WHAT IS BEING ASKED:
Transcribe the records below exactly, from their first line through the line containing "use leptos::ev;". Omit every line after it.

[[ EXTRACTED ENTRIES open ]]

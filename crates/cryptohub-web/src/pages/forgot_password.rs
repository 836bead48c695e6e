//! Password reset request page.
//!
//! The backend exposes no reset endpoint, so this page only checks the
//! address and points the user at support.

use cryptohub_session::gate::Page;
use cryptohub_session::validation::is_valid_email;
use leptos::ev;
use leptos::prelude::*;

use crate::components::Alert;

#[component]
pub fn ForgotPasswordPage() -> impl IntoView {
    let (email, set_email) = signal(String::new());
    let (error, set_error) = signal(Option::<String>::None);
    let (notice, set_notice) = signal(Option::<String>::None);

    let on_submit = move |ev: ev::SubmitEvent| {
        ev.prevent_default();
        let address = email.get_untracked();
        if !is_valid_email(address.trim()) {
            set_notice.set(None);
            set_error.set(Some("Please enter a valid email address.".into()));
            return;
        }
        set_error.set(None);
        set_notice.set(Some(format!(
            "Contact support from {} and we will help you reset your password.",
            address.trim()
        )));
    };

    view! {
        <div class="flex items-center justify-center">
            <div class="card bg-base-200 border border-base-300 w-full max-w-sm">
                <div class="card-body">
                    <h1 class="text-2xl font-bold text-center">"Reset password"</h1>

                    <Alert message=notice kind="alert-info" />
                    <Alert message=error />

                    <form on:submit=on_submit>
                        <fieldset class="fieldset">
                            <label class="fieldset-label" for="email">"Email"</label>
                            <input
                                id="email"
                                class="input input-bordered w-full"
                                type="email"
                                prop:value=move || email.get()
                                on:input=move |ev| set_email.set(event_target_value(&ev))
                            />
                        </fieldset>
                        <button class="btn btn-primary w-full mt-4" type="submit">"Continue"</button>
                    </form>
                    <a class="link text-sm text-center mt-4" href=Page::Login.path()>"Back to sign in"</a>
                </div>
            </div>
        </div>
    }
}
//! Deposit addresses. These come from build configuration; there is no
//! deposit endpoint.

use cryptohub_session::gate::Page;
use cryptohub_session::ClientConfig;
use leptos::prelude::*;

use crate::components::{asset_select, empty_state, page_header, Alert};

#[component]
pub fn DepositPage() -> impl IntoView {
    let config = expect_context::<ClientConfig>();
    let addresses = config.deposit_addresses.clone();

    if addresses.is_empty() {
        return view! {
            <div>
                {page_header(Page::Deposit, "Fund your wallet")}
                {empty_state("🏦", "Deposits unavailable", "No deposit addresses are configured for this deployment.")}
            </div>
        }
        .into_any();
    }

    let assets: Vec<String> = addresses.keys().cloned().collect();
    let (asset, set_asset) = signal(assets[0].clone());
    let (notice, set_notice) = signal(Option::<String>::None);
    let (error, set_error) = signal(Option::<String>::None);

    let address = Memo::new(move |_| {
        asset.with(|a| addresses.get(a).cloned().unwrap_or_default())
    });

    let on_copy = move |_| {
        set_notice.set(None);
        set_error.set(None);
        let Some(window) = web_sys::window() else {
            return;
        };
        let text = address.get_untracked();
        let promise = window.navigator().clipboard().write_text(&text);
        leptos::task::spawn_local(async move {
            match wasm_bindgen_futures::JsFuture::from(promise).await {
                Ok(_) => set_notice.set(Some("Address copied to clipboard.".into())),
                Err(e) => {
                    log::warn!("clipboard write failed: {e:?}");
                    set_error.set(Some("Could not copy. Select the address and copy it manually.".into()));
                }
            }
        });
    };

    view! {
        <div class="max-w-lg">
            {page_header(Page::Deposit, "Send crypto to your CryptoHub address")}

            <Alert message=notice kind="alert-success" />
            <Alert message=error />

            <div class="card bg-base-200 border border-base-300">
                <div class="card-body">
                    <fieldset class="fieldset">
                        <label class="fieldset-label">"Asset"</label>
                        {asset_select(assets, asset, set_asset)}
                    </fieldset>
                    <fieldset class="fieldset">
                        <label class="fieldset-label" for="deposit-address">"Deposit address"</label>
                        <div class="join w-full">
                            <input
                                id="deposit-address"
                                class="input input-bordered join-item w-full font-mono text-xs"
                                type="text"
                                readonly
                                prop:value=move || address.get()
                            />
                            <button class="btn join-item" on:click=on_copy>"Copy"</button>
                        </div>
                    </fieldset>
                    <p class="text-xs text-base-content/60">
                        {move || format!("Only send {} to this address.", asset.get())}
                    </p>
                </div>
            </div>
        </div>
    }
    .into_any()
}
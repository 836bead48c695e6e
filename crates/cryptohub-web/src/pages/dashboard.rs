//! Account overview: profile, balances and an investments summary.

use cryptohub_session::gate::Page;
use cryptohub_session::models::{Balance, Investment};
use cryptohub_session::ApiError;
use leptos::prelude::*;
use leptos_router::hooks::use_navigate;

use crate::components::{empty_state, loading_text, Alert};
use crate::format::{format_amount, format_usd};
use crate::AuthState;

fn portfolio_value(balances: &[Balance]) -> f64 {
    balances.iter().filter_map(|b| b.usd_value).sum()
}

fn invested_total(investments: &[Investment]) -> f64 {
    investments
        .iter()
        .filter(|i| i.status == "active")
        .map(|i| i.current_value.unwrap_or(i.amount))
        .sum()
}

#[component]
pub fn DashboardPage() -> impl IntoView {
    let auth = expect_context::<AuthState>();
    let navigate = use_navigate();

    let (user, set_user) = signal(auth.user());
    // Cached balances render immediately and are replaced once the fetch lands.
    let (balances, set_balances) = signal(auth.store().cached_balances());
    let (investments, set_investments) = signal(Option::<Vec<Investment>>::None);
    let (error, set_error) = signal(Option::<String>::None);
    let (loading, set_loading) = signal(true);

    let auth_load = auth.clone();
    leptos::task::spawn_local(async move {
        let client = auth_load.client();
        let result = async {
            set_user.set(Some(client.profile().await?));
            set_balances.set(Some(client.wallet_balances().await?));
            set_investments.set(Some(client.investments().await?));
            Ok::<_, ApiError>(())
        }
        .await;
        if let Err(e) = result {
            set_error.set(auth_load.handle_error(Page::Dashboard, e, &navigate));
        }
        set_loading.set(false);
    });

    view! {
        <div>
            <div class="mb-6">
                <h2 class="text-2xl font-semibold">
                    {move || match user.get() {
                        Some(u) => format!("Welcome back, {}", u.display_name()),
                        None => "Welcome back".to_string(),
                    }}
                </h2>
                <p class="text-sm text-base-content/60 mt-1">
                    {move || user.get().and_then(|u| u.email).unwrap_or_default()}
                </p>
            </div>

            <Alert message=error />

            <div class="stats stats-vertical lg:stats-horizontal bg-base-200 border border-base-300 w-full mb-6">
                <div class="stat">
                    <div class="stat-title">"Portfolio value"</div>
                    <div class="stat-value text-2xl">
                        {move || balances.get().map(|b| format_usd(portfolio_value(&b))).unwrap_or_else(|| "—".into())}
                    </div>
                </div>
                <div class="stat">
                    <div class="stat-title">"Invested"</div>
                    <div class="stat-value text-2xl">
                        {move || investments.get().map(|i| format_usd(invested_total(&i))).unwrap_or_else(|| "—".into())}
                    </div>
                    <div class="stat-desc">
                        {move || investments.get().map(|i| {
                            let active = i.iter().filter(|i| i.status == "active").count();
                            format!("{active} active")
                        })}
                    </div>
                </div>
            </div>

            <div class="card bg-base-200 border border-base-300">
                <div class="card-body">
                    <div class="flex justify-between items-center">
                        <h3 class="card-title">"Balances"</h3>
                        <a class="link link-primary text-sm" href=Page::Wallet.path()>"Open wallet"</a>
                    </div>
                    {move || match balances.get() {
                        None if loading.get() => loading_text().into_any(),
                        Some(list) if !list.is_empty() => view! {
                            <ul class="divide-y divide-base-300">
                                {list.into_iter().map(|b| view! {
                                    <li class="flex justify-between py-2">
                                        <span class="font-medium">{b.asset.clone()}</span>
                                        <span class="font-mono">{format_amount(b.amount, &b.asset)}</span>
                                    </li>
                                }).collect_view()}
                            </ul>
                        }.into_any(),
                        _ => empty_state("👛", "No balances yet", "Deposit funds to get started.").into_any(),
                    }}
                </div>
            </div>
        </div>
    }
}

[[ EXTRACTED ENTRIES closed ]]

TASK OUTPUT:
filename crates/cryptohub-web/src/pages/forgot_password.rs
repository 836bead48c695e6e
//! Password reset request page.
//!
//! The backend exposes no reset endpoint, so this page only checks the
//! address and points the user at support.

use cryptohub_session::gate::Page;
use cryptohub_session::validation::is_valid_email;
use leptos::ev;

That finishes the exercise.